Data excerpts
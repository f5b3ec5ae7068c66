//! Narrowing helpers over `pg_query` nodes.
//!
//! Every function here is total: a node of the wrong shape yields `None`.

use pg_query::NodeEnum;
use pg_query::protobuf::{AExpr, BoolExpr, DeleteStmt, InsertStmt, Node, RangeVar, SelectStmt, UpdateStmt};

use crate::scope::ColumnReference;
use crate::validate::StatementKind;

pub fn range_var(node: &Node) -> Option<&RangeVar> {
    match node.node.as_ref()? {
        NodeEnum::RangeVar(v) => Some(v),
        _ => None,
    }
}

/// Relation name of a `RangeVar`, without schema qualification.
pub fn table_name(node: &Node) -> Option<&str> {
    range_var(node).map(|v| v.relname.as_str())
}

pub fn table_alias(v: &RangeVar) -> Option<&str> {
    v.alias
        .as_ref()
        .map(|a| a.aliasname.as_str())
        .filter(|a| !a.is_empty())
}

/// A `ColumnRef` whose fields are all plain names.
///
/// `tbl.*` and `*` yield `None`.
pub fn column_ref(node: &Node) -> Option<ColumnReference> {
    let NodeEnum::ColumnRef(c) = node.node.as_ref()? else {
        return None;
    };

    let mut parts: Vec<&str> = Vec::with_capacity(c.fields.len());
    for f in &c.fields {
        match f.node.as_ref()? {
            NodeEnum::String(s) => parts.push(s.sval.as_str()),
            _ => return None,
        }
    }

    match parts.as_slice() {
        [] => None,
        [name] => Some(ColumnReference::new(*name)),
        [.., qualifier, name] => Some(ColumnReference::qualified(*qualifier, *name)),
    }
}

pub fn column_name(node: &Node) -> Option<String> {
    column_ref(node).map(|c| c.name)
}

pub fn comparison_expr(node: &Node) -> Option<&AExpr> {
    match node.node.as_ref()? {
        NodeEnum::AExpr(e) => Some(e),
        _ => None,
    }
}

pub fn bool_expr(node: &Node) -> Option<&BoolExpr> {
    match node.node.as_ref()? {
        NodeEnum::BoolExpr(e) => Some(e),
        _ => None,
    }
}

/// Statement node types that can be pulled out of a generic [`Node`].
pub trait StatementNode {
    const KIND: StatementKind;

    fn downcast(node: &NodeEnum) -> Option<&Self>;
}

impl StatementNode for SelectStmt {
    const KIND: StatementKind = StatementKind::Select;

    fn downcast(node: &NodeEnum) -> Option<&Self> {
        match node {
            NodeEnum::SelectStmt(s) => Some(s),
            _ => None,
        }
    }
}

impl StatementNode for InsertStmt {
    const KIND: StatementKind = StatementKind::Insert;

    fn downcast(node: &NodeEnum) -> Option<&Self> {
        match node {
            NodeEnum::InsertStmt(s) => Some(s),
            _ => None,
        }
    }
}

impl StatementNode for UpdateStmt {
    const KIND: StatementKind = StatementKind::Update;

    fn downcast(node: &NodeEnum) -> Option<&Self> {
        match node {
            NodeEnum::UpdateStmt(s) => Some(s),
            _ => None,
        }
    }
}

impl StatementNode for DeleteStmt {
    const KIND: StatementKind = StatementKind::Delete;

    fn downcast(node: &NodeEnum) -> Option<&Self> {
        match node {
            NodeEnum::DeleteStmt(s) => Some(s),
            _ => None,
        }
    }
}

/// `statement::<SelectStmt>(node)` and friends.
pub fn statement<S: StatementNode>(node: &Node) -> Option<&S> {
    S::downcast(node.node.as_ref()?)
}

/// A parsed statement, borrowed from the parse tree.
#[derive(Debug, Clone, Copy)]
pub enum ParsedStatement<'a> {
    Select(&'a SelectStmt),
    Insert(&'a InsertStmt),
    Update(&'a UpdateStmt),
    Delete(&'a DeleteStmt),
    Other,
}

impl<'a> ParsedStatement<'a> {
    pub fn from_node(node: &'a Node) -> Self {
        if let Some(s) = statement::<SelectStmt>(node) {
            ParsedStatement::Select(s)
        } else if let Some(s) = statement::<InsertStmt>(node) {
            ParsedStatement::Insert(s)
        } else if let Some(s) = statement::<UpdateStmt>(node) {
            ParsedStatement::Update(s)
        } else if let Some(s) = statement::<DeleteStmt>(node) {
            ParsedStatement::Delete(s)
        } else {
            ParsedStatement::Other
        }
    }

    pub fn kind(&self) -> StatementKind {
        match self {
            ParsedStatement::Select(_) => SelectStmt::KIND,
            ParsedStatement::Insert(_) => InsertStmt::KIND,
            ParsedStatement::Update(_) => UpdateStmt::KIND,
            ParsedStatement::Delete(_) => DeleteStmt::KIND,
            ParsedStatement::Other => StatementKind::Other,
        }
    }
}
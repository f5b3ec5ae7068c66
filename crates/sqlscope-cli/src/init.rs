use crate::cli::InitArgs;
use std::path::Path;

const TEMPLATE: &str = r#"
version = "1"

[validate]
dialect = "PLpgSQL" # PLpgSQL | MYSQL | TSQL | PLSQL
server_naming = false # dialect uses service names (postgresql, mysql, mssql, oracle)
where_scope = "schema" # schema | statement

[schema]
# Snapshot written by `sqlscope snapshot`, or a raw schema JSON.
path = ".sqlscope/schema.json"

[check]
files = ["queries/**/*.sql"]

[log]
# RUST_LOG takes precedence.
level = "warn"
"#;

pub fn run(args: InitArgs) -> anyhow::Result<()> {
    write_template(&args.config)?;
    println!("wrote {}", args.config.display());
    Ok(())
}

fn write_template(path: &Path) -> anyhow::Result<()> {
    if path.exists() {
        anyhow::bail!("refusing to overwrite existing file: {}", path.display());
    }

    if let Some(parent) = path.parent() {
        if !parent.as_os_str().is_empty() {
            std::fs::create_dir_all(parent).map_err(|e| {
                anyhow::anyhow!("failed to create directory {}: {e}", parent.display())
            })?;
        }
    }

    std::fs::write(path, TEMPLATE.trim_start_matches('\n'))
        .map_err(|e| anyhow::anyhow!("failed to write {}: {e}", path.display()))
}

● **EXERCISE AIM**
Starting from the top of the records and ending at the line that contains "without schema qualification.", repeat each line exactly and return only those lines.

● **REPLY**
repository f5b3ec5ae7068c66
//! Narrowing helpers over `pg_query` nodes.
//!
//! Every function here is total: a node of the wrong shape yields `None`.

use pg_query::NodeEnum;
use pg_query::protobuf::{AExpr, BoolExpr, DeleteStmt, InsertStmt, Node, RangeVar, SelectStmt, UpdateStmt};

use crate::scope::ColumnReference;
use crate::validate::StatementKind;

pub fn range_var(node: &Node) -> Option<&RangeVar> {
    match node.node.as_ref()? {
        NodeEnum::RangeVar(v) => Some(v),
        _ => None,
    }
}

/// Relation name of a `RangeVar`, without schema qualification.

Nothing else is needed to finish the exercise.